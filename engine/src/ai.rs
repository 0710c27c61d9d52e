//! Mobs figuring out what to do on their own.
use rand::seq::SliceRandom;
use util::{dijkstra_map, srng, within_range};

use crate::{prelude::*, BlindPath, InputSource, Vision, WANDER_RANGE};

/// Memory of an AI-controlled creature between turns.
#[derive(Clone, Default, Debug)]
pub struct AiState {
    /// Hostile creature being chased.
    target: Option<Entity>,
    /// Aimless stroll in progress when there's nobody to chase.
    wander: Option<BlindPath>,
}

impl AiState {
    pub fn target(&self) -> Option<Entity> {
        self.target
    }

    /// Drop a chase target that is no longer around.
    pub fn forget(&mut self, e: Entity) {
        if self.target == Some(e) {
            self.target = None;
        }
    }
}

impl Entity {
    /// Decide on the next action for an AI-controlled creature.
    ///
    /// Visible hostiles are chased using their pathmaps and attacked when
    /// adjacent. With no one to chase, the creature wanders to random
    /// nearby spots, and rests if it can't go anywhere.
    pub fn decide(&self, r: &impl AsRef<Runtime>, state: &mut AiState) -> Action {
        let r = r.as_ref();

        let Some(place) = self.place(r) else {
            log::warn!("Entity::decide: {self} is not on any level");
            return Action::Rest;
        };

        if let Some(target) = state.target {
            let lost = !target.is_alive(r)
                || target.place(r).map(|p| p.level) != Some(place.level);
            if lost {
                state.target = None;
            }
        }

        if self.has::<Vision>(r) {
            // Visible entities come nearest first.
            if let Some(foe) = r
                .visible_entities(*self)
                .into_iter()
                .find(|&e| self.is_hostile_to(r, e))
            {
                if state.target != Some(foe) {
                    log::debug!("{self} spots {foe}");
                }
                state.target = Some(foe);
                state.wander = None;
            }
        }

        if let Some(target) = state.target {
            if let Some(dir) = r.direction_towards(target, place.pos) {
                if target.pos(r) == Some(place.pos + dir) {
                    return Action::Attack(dir);
                }
                return Action::Move(dir);
            }
        }

        self.wander(r, place, state).unwrap_or(Action::Rest)
    }

    fn wander(
        &self,
        r: &Runtime,
        place: Place,
        state: &mut AiState,
    ) -> Option<Action> {
        // The previous stroll is stale if it ended or the creature got
        // pushed off it.
        if state
            .wander
            .as_ref()
            .is_some_and(|w| w.is_done() || w.pos() != place.pos)
        {
            state.wander = None;
        }

        let travelable = |p| r.travelable(place.level, p);
        if let Some(next) =
            state.wander.as_mut().and_then(|w| w.next_step(travelable))
        {
            return Some(Action::Move(next - place.pos));
        }

        // Nothing in progress or the stroll just ran out, head somewhere new.
        let mut path = BlindPath::new(place.pos, wander_destination(r, place)?);
        let next = path.next_step(travelable);
        state.wander = Some(path);
        Some(Action::Move(next? - place.pos))
    }
}

/// Pick a reachable spot a short walk away from `place`.
fn wander_destination(r: &Runtime, place: Place) -> Option<IVec2> {
    let spots: Vec<IVec2> = dijkstra_map(
        |&p: &IVec2| {
            DIR_8
                .iter()
                .map(move |&d| p + d)
                .filter(|&q| r.travelable(place.level, q))
                .collect::<Vec<_>>()
        },
        [place.pos],
    )
    .take_while(within_range(WANDER_RANGE))
    .filter(|&(_, dist)| dist > 0)
    .map(|(p, _)| p)
    .collect();

    // Vary the pick by turn so creatures don't pace between two spots.
    let mut rng = srng(&(place.level, place.pos, r.turn()));
    spots.choose(&mut rng).copied()
}

/// Input source that runs input-controlled actors with the creature AI.
#[derive(Clone, Default, Debug)]
pub struct Autoplay {
    states: HashMap<Entity, AiState>,
}

impl InputSource for Autoplay {
    fn next_action(&mut self, r: &mut Runtime, actor: Entity) -> Option<Action> {
        let state = self.states.entry(actor).or_default();
        Some(actor.decide(&*r, state))
    }
}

# Task goal
Would you copy each line of the records that contains "Autoplay"?

# Answer to the problem
pub struct Autoplay {
impl InputSource for Autoplay {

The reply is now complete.